### Required work
Copy all lines below containing "CountingAcl".

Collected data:
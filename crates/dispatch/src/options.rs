use std::{fmt, sync::Arc};

use serde::Deserialize;
use serde_json::{Map, Value};
use shared::domain::{ValidatorFormat, DEFAULT_ROLE};

use crate::{
    access::{AccessControl, RolePolicy},
    context::{default_role_lookup, ExecutionContext},
    error::DispatchError,
    validation::{ConstraintValidator, Validator},
};

/// Builds the value a failed invocation resolves to.
pub trait ErrorFormatter: Send + Sync {
    fn format(&self, code: &str, message: Option<&str>, details: Option<Value>) -> Value;
}

impl<F> ErrorFormatter for F
where
    F: Fn(&str, Option<&str>, Option<Value>) -> Value + Send + Sync,
{
    fn format(&self, code: &str, message: Option<&str>, details: Option<Value>) -> Value {
        self(code, message, details)
    }
}

/// `{ "error": { "code", "message"?, "details"? } }`
pub struct DefaultErrorFormatter;

impl ErrorFormatter for DefaultErrorFormatter {
    fn format(&self, code: &str, message: Option<&str>, details: Option<Value>) -> Value {
        let mut error = Map::new();
        error.insert("code".into(), Value::String(code.to_string()));
        if let Some(message) = message {
            error.insert("message".into(), Value::String(message.to_string()));
        }
        if let Some(details) = details {
            error.insert("details".into(), details);
        }
        let mut payload = Map::new();
        payload.insert("error".into(), Value::Object(error));
        Value::Object(payload)
    }
}

pub type RoleLookup = Arc<dyn Fn(&ExecutionContext) -> Option<String> + Send + Sync>;

/// One layer of per-invocation options. Unset fields defer to lower layers.
///
/// Layers merge in this order, later wins: built-in defaults, group, call
/// site, dispatcher-injected.
#[derive(Clone, Default, Deserialize)]
#[serde(rename_all = "camelCase", default)]
pub struct OptionLayer {
    pub validator_format: Option<ValidatorFormat>,
    pub default_role: Option<String>,
    pub check_access_on_aliases: Option<bool>,
    pub allow_roles: Option<Vec<String>>,
    pub deny_roles: Option<Vec<String>>,
    #[serde(skip)]
    pub error_formatter: Option<Arc<dyn ErrorFormatter>>,
    #[serde(skip)]
    pub acl: Option<Arc<dyn AccessControl>>,
    #[serde(skip)]
    pub validator: Option<Arc<dyn Validator>>,
    #[serde(skip)]
    pub role_lookup: Option<RoleLookup>,
    /// Unrecognized keys, passed through untouched.
    #[serde(flatten)]
    pub extra: Map<String, Value>,
}

impl OptionLayer {
    pub fn from_map(map: Map<String, Value>) -> Result<Self, serde_json::Error> {
        serde_json::from_value(Value::Object(map))
    }

    pub fn with_validator_format(mut self, format: ValidatorFormat) -> Self {
        self.validator_format = Some(format);
        self
    }

    pub fn with_default_role(mut self, role: impl Into<String>) -> Self {
        self.default_role = Some(role.into());
        self
    }

    pub fn check_access_on_aliases(mut self, enabled: bool) -> Self {
        self.check_access_on_aliases = Some(enabled);
        self
    }

    pub fn allow_roles<I, S>(mut self, roles: I) -> Self
    where
        I: IntoIterator<Item = S>,
        S: Into<String>,
    {
        self.allow_roles = Some(roles.into_iter().map(Into::into).collect());
        self
    }

    pub fn deny_roles<I, S>(mut self, roles: I) -> Self
    where
        I: IntoIterator<Item = S>,
        S: Into<String>,
    {
        self.deny_roles = Some(roles.into_iter().map(Into::into).collect());
        self
    }

    pub fn with_error_formatter(mut self, formatter: Arc<dyn ErrorFormatter>) -> Self {
        self.error_formatter = Some(formatter);
        self
    }

    pub fn with_acl(mut self, acl: Arc<dyn AccessControl>) -> Self {
        self.acl = Some(acl);
        self
    }

    pub fn with_validator(mut self, validator: Arc<dyn Validator>) -> Self {
        self.validator = Some(validator);
        self
    }

    pub fn with_role_lookup(mut self, lookup: RoleLookup) -> Self {
        self.role_lookup = Some(lookup);
        self
    }

    pub fn with_extra(mut self, key: impl Into<String>, value: Value) -> Self {
        self.extra.insert(key.into(), value);
        self
    }

    /// `self` layered on top of `base`.
    pub fn merged_over(&self, base: &OptionLayer) -> OptionLayer {
        let mut extra = base.extra.clone();
        extra.extend(self.extra.clone());
        OptionLayer {
            validator_format: self.validator_format.or(base.validator_format),
            default_role: self.default_role.clone().or_else(|| base.default_role.clone()),
            check_access_on_aliases: self
                .check_access_on_aliases
                .or(base.check_access_on_aliases),
            allow_roles: self.allow_roles.clone().or_else(|| base.allow_roles.clone()),
            deny_roles: self.deny_roles.clone().or_else(|| base.deny_roles.clone()),
            error_formatter: self
                .error_formatter
                .clone()
                .or_else(|| base.error_formatter.clone()),
            acl: self.acl.clone().or_else(|| base.acl.clone()),
            validator: self.validator.clone().or_else(|| base.validator.clone()),
            role_lookup: self.role_lookup.clone().or_else(|| base.role_lookup.clone()),
            extra,
        }
    }
}

impl fmt::Debug for OptionLayer {
    fn fmt(&self, f: &mut fmt::Formatter<'_>) -> fmt::Result {
        f.debug_struct("OptionLayer")
            .field("validator_format", &self.validator_format)
            .field("default_role", &self.default_role)
            .field("check_access_on_aliases", &self.check_access_on_aliases)
            .field("allow_roles", &self.allow_roles)
            .field("deny_roles", &self.deny_roles)
            .field("error_formatter", &self.error_formatter.is_some())
            .field("acl", &self.acl.is_some())
            .field("validator", &self.validator.is_some())
            .field("role_lookup", &self.role_lookup.is_some())
            .field("extra", &self.extra)
            .finish()
    }
}

/// Options snapshot for one invocation, resolved from layers once and not
/// changed afterward.
#[derive(Clone)]
pub struct Options {
    pub validator_format: ValidatorFormat,
    pub default_role: String,
    pub check_access_on_aliases: bool,
    pub allow_roles: Option<Vec<String>>,
    pub deny_roles: Option<Vec<String>>,
    pub error_formatter: Arc<dyn ErrorFormatter>,
    pub acl: Option<Arc<dyn AccessControl>>,
    pub validator: Arc<dyn Validator>,
    pub role_lookup: RoleLookup,
    pub extra: Map<String, Value>,
    /// Role lists declared by the owning group; handlers fall back to these.
    pub(crate) group_policy: RolePolicy,
}

impl Options {
    /// Resolves `layers`, given lowest priority first, over the built-in
    /// defaults.
    pub fn resolve<'a, I>(layers: I) -> Self
    where
        I: IntoIterator<Item = &'a OptionLayer>,
    {
        let merged = layers
            .into_iter()
            .fold(OptionLayer::default(), |acc, layer| layer.merged_over(&acc));

        Self {
            validator_format: merged.validator_format.unwrap_or_default(),
            default_role: merged
                .default_role
                .unwrap_or_else(|| DEFAULT_ROLE.to_string()),
            check_access_on_aliases: merged.check_access_on_aliases.unwrap_or(false),
            allow_roles: merged.allow_roles,
            deny_roles: merged.deny_roles,
            error_formatter: merged
                .error_formatter
                .unwrap_or_else(|| Arc::new(DefaultErrorFormatter)),
            acl: merged.acl,
            validator: merged
                .validator
                .unwrap_or_else(|| Arc::new(ConstraintValidator)),
            role_lookup: merged
                .role_lookup
                .unwrap_or_else(|| Arc::new(default_role_lookup)),
            extra: merged.extra,
            group_policy: RolePolicy::default(),
        }
    }

    /// Acting role: the lookup result, or the configured default role.
    pub fn role_for(&self, ctx: &ExecutionContext) -> String {
        (self.role_lookup)(ctx).unwrap_or_else(|| self.default_role.clone())
    }

    pub fn format_error(&self, err: &DispatchError) -> Value {
        err.format_with(self.error_formatter.as_ref())
    }
}

impl Default for Options {
    fn default() -> Self {
        Self::resolve(std::iter::empty())
    }
}
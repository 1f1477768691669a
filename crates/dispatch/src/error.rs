use serde::Serialize;
use serde_json::{json, Value};
use shared::error::{ErrorCode, ErrorPayload};
use thiserror::Error;

use crate::{descriptor::CommandDescriptor, options::ErrorFormatter};

const INVALID_PARAMS_MESSAGE: &str = "Please send valid parameters.";

/// Which policy produced an `ACCESS_DENIED`.
#[derive(Debug, Clone, PartialEq, Serialize)]
#[serde(rename_all = "snake_case")]
pub enum DeniedBy {
    Acl { command: Box<CommandDescriptor> },
    AllowList(Vec<String>),
    DenyList(Vec<String>),
}

#[derive(Debug, Error)]
pub enum DispatchError {
    #[error("invalid command name: {message}")]
    InvalidCommandName {
        message: String,
        details: Option<Value>,
    },
    #[error("action {action_name} not found")]
    InvalidActionName { action_name: String },
    #[error("invalid params: {details}")]
    InvalidParams { details: Value },
    /// A bulk entry whose `options` do not parse; it fails only its own slot.
    #[error("invalid options for command {command}: {source}")]
    InvalidOptions {
        command: String,
        #[source]
        source: serde_json::Error,
    },
    #[error("access denied for role {role}")]
    AccessDenied { role: String, denied_by: DeniedBy },
    /// Failure reported by the access-control adapter, kept as-is.
    #[error(transparent)]
    AccessControl(anyhow::Error),
    /// Failure raised by handler or group code.
    #[error("handler failed with {}", .0.error.code)]
    Handler(ErrorPayload),
}

impl DispatchError {
    pub fn handler(code: impl Into<String>, message: impl Into<String>) -> Self {
        Self::Handler(ErrorPayload::new(code).with_message(message))
    }

    pub fn code(&self) -> &str {
        match self {
            Self::InvalidCommandName { .. } => ErrorCode::InvalidCommandName.as_str(),
            Self::InvalidActionName { .. } => ErrorCode::InvalidActionName.as_str(),
            Self::InvalidParams { .. } => ErrorCode::InvalidParams.as_str(),
            Self::InvalidOptions { .. } => ErrorCode::InvalidOptions.as_str(),
            Self::AccessDenied { .. } => ErrorCode::AccessDenied.as_str(),
            Self::AccessControl(_) => ErrorCode::AccessControlFailure.as_str(),
            Self::Handler(payload) => payload.code(),
        }
    }

    pub fn message(&self) -> Option<String> {
        match self {
            Self::InvalidCommandName { message, .. } => Some(message.clone()),
            Self::InvalidActionName { action_name } => {
                Some(format!("Action {action_name} not found."))
            }
            Self::InvalidParams { .. } => Some(INVALID_PARAMS_MESSAGE.to_string()),
            Self::InvalidOptions { source, .. } => {
                Some(format!("Invalid command options: {source}"))
            }
            Self::AccessDenied { role, .. } => {
                Some(format!("This action not allowed for role {role}."))
            }
            Self::AccessControl(err) => Some(err.to_string()),
            Self::Handler(payload) => payload.error.message.clone(),
        }
    }

    pub fn details(&self) -> Option<Value> {
        match self {
            Self::InvalidCommandName { details, .. } => details.clone(),
            Self::InvalidActionName { action_name } => Some(json!({ "actionName": action_name })),
            Self::InvalidParams { details } => Some(details.clone()),
            Self::InvalidOptions { command, .. } => Some(json!({ "command": command })),
            Self::AccessDenied { role, denied_by } => Some(match denied_by {
                DeniedBy::Acl { command } => json!({ "currentRole": role, "command": command }),
                DeniedBy::AllowList(roles) => json!({ "currentRole": role, "allowRoles": roles }),
                DeniedBy::DenyList(roles) => json!({ "currentRole": role, "denyRoles": roles }),
            }),
            Self::AccessControl(_) => None,
            Self::Handler(payload) => payload.error.details.clone(),
        }
    }

    /// The error in the default `{error: {code, message?, details?}}` shape.
    pub fn payload(&self) -> ErrorPayload {
        let mut payload = ErrorPayload::new(self.code());
        payload.error.message = self.message();
        payload.error.details = self.details();
        payload
    }

    pub fn format_with(&self, formatter: &dyn ErrorFormatter) -> Value {
        formatter.format(self.code(), self.message().as_deref(), self.details())
    }
}

impl From<ErrorPayload> for DispatchError {
    fn from(value: ErrorPayload) -> Self {
        Self::Handler(value)
    }
}
#[async_trait]
impl Handler for Sleepy {
    async fn process(
        &self,
        _ctx: &ExecutionContext,
        params: &Params,
        _options: &Options,
    ) -> Result<Value, DispatchError> {
        let delay = params.get("delay").and_then(Value::as_u64).unwrap_or(0);
        tokio::time::sleep(Duration::from_millis(delay)).await;
        Ok(json!(delay))
    }
}

/// Echoes the descriptor it ran under.
#[derive(Default)]
struct Describe;

#[async_trait]
impl Handler for Describe {
    async fn process(
        &self,
        ctx: &ExecutionContext,
        _params: &Params,
        _options: &Options,
    ) -> Result<Value, DispatchError> {
        let descriptor = ctx
            .descriptor()
            .ok_or_else(|| DispatchError::handler("NO_DESCRIPTOR", "descriptor missing"))?;
        Ok(json!({
            "command": descriptor.command,
            "original": descriptor.original_command,
            "alias": descriptor.alias,
            "bulk": ctx.bulk,
            "allowed": descriptor.is_allowed(),
        }))
    }
}

struct CountingAcl {
    inner: StaticAcl,
    calls: AtomicUsize,
}

#[async_trait]
impl AccessControl for CountingAcl {
    async fn query(&self, role: &str, resource: &str, operation: &str) -> anyhow::Result<bool> {
        self.calls.fetch_add(1, Ordering::SeqCst);
        self.inner.query(role, resource, operation).await
    }
}

fn hello_group() -> Arc<dyn HandlerGroup> {
    Group::new("Hello")
        .with_handler_type::<SayHello>("sayHello")
        .with_handler_type::<SayBye>("sayBye")
        .with_handler_type::<Sleepy>("sleep")
        .with_handler("describe", factory::<Describe>())
        .into_shared()
}

fn dispatcher() -> Dispatcher {
    let mut dispatcher = Dispatcher::new();
    dispatcher.add_named_group(hello_group());
    dispatcher
}

fn admin() -> ExecutionContext {
    ExecutionContext::new(params(json!({ "user": { "role": "ADMIN" } })))
}

#[tokio::test]
async fn command_without_separator_is_invalid() {
    let err = dispatcher()
        .execute(&admin(), "Hello", Params::new(), OptionLayer::default())
        .await
        .expect_err("should fail");
    assert_eq!(err.code(), "INVALID_COMMAND_NAME");
    assert_eq!(
        err.message().as_deref(),
        Some("Command name must be a string in format <controller>.<action>.")
    );
}

#[tokio::test]
async fn unknown_namespace_is_invalid_command_name() {
    let err = dispatcher()
        .execute(&admin(), "command.with.Error", Params::new(), OptionLayer::default())
        .await
        .expect_err("should fail");
    assert_eq!(err.code(), "INVALID_COMMAND_NAME");
    let details = err.details().expect("details");
    assert_eq!(details["namespace"], json!("command"));
    assert_eq!(details["operation"], json!("with"));
}

#[tokio::test]
async fn unknown_operation_is_invalid_action_name() {
    let err = dispatcher()
        .execute(&admin(), "Hello.sayHi", Params::new(), OptionLayer::default())
        .await
        .expect_err("should fail");
    assert_eq!(err.code(), "INVALID_ACTION_NAME");
}

#[tokio::test]
async fn extra_segments_are_ignored() {
    let result = dispatcher()
        .execute(&admin(), "Hello.sayBye.now", Params::new(), OptionLayer::default())
        .await
        .expect("bye");
    assert_eq!(result, json!("Bye"));

    let descriptor = dispatcher()
        .parse_command_name("Hello.sayBye.now")
        .expect("descriptor");
    assert_eq!(descriptor.command, "Hello.sayBye.now");
    assert_eq!(descriptor.operation, "sayBye");
}

#[tokio::test]
async fn validation_runs_through_dispatch() {
    let dispatcher = dispatcher();
    let err = dispatcher
        .execute(&admin(), "Hello.sayHello", Params::new(), OptionLayer::default())
        .await
        .expect_err("missing userName");
    assert_eq!(err.code(), "INVALID_PARAMS");
    assert!(err.details().expect("details").get("userName").is_some());

    let result = dispatcher
        .execute(
            &admin(),
            "Hello.sayHello",
            params(json!({ "userName": "John Doe" })),
            OptionLayer::default(),
        )
        .await
        .expect("hello");
    assert_eq!(result, json!("Hello John Doe."));
}

#[tokio::test]
async fn alias_matches_direct_execution() {
    let mut dispatcher = dispatcher();
    dispatcher.add_alias("Greetings.show", "Hello.sayHello");
    let input = params(json!({ "userName": "John Doe" }));

    let direct = dispatcher
        .execute(&admin(), "Hello.sayHello", input.clone(), OptionLayer::default())
        .await
        .expect("direct");
    let aliased = dispatcher
        .execute(&admin(), "Greetings.show", input, OptionLayer::default())
        .await
        .expect("alias");
    assert_eq!(direct, aliased);
}

#[tokio::test]
async fn alias_stamps_name_and_options() {
    let mut dispatcher = dispatcher();
    dispatcher.add_alias(
        "Info.describe",
        AliasEntry::new("Hello.describe").with_option("audit", json!(true)),
    );

    let result = dispatcher
        .execute(&admin(), "Info.describe", Params::new(), OptionLayer::default())
        .await
        .expect("describe");
    assert_eq!(result["command"], json!("Hello.describe"));
    assert_eq!(result["original"], json!("Info.describe"));
    assert_eq!(result["alias"]["name"], json!("Info.describe"));
    assert_eq!(result["alias"]["options"]["audit"], json!(true));

    let descriptor = dispatcher.handle_alias("Info.describe").expect("alias");
    assert_eq!(descriptor.namespace, "Hello");
}

#[tokio::test]
async fn aliases_do_not_chain() {
    let mut dispatcher = dispatcher();
    dispatcher.add_alias("Greetings.show", "Hello.sayHello");
    dispatcher.add_alias("Welcome.show", "Greetings.show");

    let err = dispatcher
        .execute(&admin(), "Welcome.show", Params::new(), OptionLayer::default())
        .await
        .expect_err("chained alias");
    assert_eq!(err.code(), "INVALID_COMMAND_NAME");
}

#[tokio::test]
async fn acl_allows_and_denies_by_role() {
    let acl = StaticAcl::default()
        .with_rule(AclRule::allow("ADMIN", "Hello", "*"))
        .with_rule(AclRule::deny("GUEST", "Hello", "sayBye"));
    let mut dispatcher = Dispatcher::with_options(OptionLayer::default().with_acl(Arc::new(acl)));
    dispatcher.add_named_group(hello_group());

    let result = dispatcher
        .execute(&admin(), "Hello.sayBye", Params::new(), OptionLayer::default())
        .await
        .expect("admin allowed");
    assert_eq!(result, json!("Bye"));

    let err = dispatcher
        .execute(
            &ExecutionContext::with_role("GUEST"),
            "Hello.sayBye",
            Params::new(),
            OptionLayer::default(),
        )
        .await
        .expect_err("guest denied");
    assert_eq!(err.code(), "ACCESS_DENIED");
    let details = err.details().expect("details");
    assert_eq!(details["currentRole"], json!("GUEST"));
    assert_eq!(details["command"]["command"], json!("Hello.sayBye"));
    assert_eq!(details["command"]["access"], json!("denied"));
}

#[tokio::test]
async fn acl_is_queried_once_per_invocation() {
    let acl = Arc::new(CountingAcl {
        inner: StaticAcl::default().with_rule(AclRule::allow("*", "*", "*")),
        calls: AtomicUsize::new(0),
    });
    let mut dispatcher = Dispatcher::with_options(OptionLayer::default().with_acl(acl.clone()));
    dispatcher.add_named_group(hello_group());

    let result = dispatcher
        .execute(&admin(), "Hello.describe", Params::new(), OptionLayer::default())
        .await
        .expect("describe");
    assert_eq!(result["allowed"], json!(true));
    assert_eq!(acl.calls.load(Ordering::SeqCst), 1, "group and handler share one decision");

    dispatcher
        .execute(&admin(), "Hello.describe", Params::new(), OptionLayer::default())
        .await
        .expect("describe again");
    assert_eq!(acl.calls.load(Ordering::SeqCst), 2, "each invocation gets its own descriptor");
}

#[tokio::test]
async fn access_on_aliases_checks_public_name() {
    let acl = StaticAcl::default()
        .with_rule(AclRule::allow("GUEST", "Greetings", "show"))
        .with_rule(AclRule::deny("GUEST", "Hello", "*"));
    let guest = ExecutionContext::with_role("GUEST");
    let input = params(json!({ "userName": "Jane" }));

    let mut plain = Dispatcher::with_options(OptionLayer::default().with_acl(Arc::new(acl.clone())));
    plain.add_named_group(hello_group());
    plain.add_alias("Greetings.show", "Hello.sayHello");
    let err = plain
        .execute(&guest, "Greetings.show", input.clone(), OptionLayer::default())
        .await
        .expect_err("target path denied");
    assert_eq!(err.code(), "ACCESS_DENIED");

    let mut on_aliases = Dispatcher::with_options(
        OptionLayer::default()
            .with_acl(Arc::new(acl))
            .check_access_on_aliases(true),
    );
    on_aliases.add_named_group(hello_group());
    on_aliases.add_alias("Greetings.show", "Hello.sayHello");
    let result = on_aliases
        .execute(&guest, "Greetings.show", input.clone(), OptionLayer::default())
        .await
        .expect("alias path allowed");
    assert_eq!(result, json!("Hello Jane."));

    on_aliases
        .execute(&guest, "Hello.sayHello", input, OptionLayer::default())
        .await
        .expect_err("direct path still denied");
}

#[tokio::test]
async fn bulk_isolates_failures_and_keeps_order() {
    let commands = vec![
        BulkCommand::new("Hello.sayHello").with_params(params(json!({ "userName": "John Doe" }))),
        BulkCommand::new("command.with.Error"),
        BulkCommand::new("Hello.sayBye"),
    ];

    let results = dispatcher()
        .execute_bulk(&admin(), commands, OptionLayer::default())
        .await;

    assert_eq!(results.len(), 3);
    assert_eq!(results[0].as_ref().expect("hello"), &json!("Hello John Doe."));
    assert_eq!(
        results[1].as_ref().expect_err("bad command").code(),
        "INVALID_COMMAND_NAME"
    );
    assert_eq!(results[2].as_ref().expect("bye"), &json!("Bye"));
}

#[tokio::test]
async fn bulk_order_follows_input_not_completion() {
    let commands = [30, 0, 15]
        .into_iter()
        .map(|delay| BulkCommand::new("Hello.sleep").with_params(params(json!({ "delay": delay }))))
        .collect();

    let results = dispatcher()
        .execute_bulk(&admin(), commands, OptionLayer::default())
        .await;
    let values: Vec<_> = results
        .into_iter()
        .map(|r| r.expect("sleep"))
        .collect();
    assert_eq!(values, vec![json!(30), json!(0), json!(15)]);
}

#[tokio::test]
async fn bulk_marks_context_and_merges_options() {
    let commands = vec![
        BulkCommand::new("Hello.describe"),
        BulkCommand::new("Hello.describe")
            .with_options(OptionLayer::default().allow_roles(["ADMIN"])),
    ];
    let batch = OptionLayer::default().allow_roles(["NOBODY"]);

    let results = dispatcher()
        .execute_bulk(&admin(), commands, batch)
        .await;
    assert_eq!(
        results[0].as_ref().expect_err("batch options deny").code(),
        "ACCESS_DENIED"
    );
    assert_eq!(results[1].as_ref().expect("per-command override")["bulk"], json!(true));
}

#[tokio::test]
async fn outcomes_are_tagged_and_formatted() {
    let dispatcher = dispatcher();
    let results = dispatcher
        .execute_bulk(
            &admin(),
            vec![BulkCommand::new("Hello.sayBye"), BulkCommand::new("nope")],
            OptionLayer::default(),
        )
        .await;
    let outcomes = dispatcher.outcomes(results);
    assert_eq!(outcomes[0], CommandOutcome::Ok(json!("Bye")));
    match &outcomes[1] {
        CommandOutcome::Failed(payload) => {
            assert_eq!(payload["error"]["code"], json!("INVALID_COMMAND_NAME"));
        }
        other => panic!("unexpected outcome: {other:?}"),
    }
}

#[tokio::test]
async fn outcomes_use_the_dispatcher_formatter_for_every_slot() {
    let formatter = |code: &str, _message: Option<&str>, _details: Option<Value>| {
        json!({ "failed": code })
    };
    let mut dispatcher =
        Dispatcher::with_options(OptionLayer::default().with_error_formatter(Arc::new(formatter)));
    dispatcher.add_named_group(hello_group());

    let results = dispatcher
        .execute_bulk(
            &admin(),
            vec![
                BulkCommand::new("nope"),
                BulkCommand::new("Hello.sayBye"),
                BulkCommand::new("Hello.missing"),
            ],
            OptionLayer::default(),
        )
        .await;
    assert_eq!(
        dispatcher.outcomes(results),
        vec![
            CommandOutcome::Failed(json!({ "failed": "INVALID_COMMAND_NAME" })),
            CommandOutcome::Ok(json!("Bye")),
            CommandOutcome::Failed(json!({ "failed": "INVALID_ACTION_NAME" })),
        ]
    );
}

### Completed task
struct CountingAcl {
impl AccessControl for CountingAcl {
    let acl = Arc::new(CountingAcl {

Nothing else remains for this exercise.